----- DATA UNDER STUDY -----

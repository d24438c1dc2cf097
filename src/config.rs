use std::{path::PathBuf, time::Duration};

use crate::utils;

const DEFAULT_API_URL: &str = "http://localhost:8080/api";
const DEFAULT_USER_AGENT: &str = "qrush-client/0.1";
const DEFAULT_MAX_CONCURRENT_UPDATES: usize = 4;

/// Runtime settings for the API client and the local preferences store.
#[derive(Debug, Clone)]
pub struct ClientConfig {
    pub api_base_url: String,
    pub user_agent: String,
    pub data_dir: PathBuf,
    /// `None` keeps requests unbounded, which is what the web client did.
    pub request_timeout: Option<Duration>,
    pub max_concurrent_updates: usize,
}

impl Default for ClientConfig {
    fn default() -> Self {
        Self {
            api_base_url: DEFAULT_API_URL.to_string(),
            user_agent: DEFAULT_USER_AGENT.to_string(),
            data_dir: utils::default_data_root(),
            request_timeout: None,
            max_concurrent_updates: DEFAULT_MAX_CONCURRENT_UPDATES,
        }
    }
}

impl ClientConfig {
    pub fn from_env() -> Self {
        Self::from_lookup(|key| std::env::var(key).ok())
    }

    fn from_lookup<F>(lookup: F) -> Self
    where
        F: Fn(&str) -> Option<String>,
    {
        let defaults = Self::default();
        let non_empty = |key: &str| lookup(key).filter(|value| !value.trim().is_empty());

        let api_base_url = non_empty("QRUSH_API_URL")
            .map(|url| url.trim().trim_end_matches('/').to_string())
            .unwrap_or(defaults.api_base_url);
        let user_agent = non_empty("QRUSH_USER_AGENT").unwrap_or(defaults.user_agent);
        let data_dir = non_empty("QRUSH_DATA_DIR")
            .map(PathBuf::from)
            .unwrap_or(defaults.data_dir);
        let request_timeout = non_empty("QRUSH_HTTP_TIMEOUT_SECS")
            .and_then(|s| s.trim().parse::<u64>().ok())
            .filter(|secs| *secs > 0)
            .map(Duration::from_secs);
        let max_concurrent_updates = non_empty("QRUSH_MAX_CONCURRENT_UPDATES")
            .and_then(|s| s.trim().parse::<usize>().ok())
            .filter(|n| *n > 0)
            .unwrap_or(defaults.max_concurrent_updates);

        Self {
            api_base_url,
            user_agent,
            data_dir,
            request_timeout,
            max_concurrent_updates,
        }
    }

    pub fn with_base_url(mut self, url: impl Into<String>) -> Self {
        self.api_base_url = url.into().trim_end_matches('/').to_string();
        self
    }

    pub fn with_data_dir(mut self, dir: impl Into<PathBuf>) -> Self {
        self.data_dir = dir.into();
        self
    }

    pub fn database_path(&self) -> PathBuf {
        utils::database_path(&self.data_dir)
    }
}

#[cfg(test)]
mod tests {
    use std::collections::HashMap;

    use super::*;

    fn lookup_from(pairs: &[(&str, &str)]) -> impl Fn(&str) -> Option<String> {
        let map: HashMap<String, String> = pairs
            .iter()
            .map(|(k, v)| (k.to_string(), v.to_string()))
            .collect();
        move |key| map.get(key).cloned()
    }

    #[test]
    fn falls_back_to_defaults() {
        let config = ClientConfig::from_lookup(lookup_from(&[]));
        assert_eq!(config.api_base_url, DEFAULT_API_URL);
        assert_eq!(config.request_timeout, None);
        assert_eq!(config.max_concurrent_updates, 4);
    }

    #[test]
    fn reads_overrides_and_ignores_garbage() {
        let config = ClientConfig::from_lookup(lookup_from(&[
            ("QRUSH_API_URL", "https://api.qrush.ph/api/"),
            ("QRUSH_DATA_DIR", "/var/lib/qrush"),
            ("QRUSH_HTTP_TIMEOUT_SECS", "15"),
            ("QRUSH_MAX_CONCURRENT_UPDATES", "zero"),
        ]));
        assert_eq!(config.api_base_url, "https://api.qrush.ph/api");
        assert_eq!(config.data_dir, PathBuf::from("/var/lib/qrush"));
        assert_eq!(config.request_timeout, Some(Duration::from_secs(15)));
        assert_eq!(config.max_concurrent_updates, 4);
    }
}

-----

## TASK DIRECTIONS
Return every line from the entries above that contains the word "Duration".

## ANSWER BOX
use std::{path::PathBuf, time::Duration};
    pub request_timeout: Option<Duration>,
            .map(Duration::from_secs);
        assert_eq!(config.request_timeout, Some(Duration::from_secs(15)));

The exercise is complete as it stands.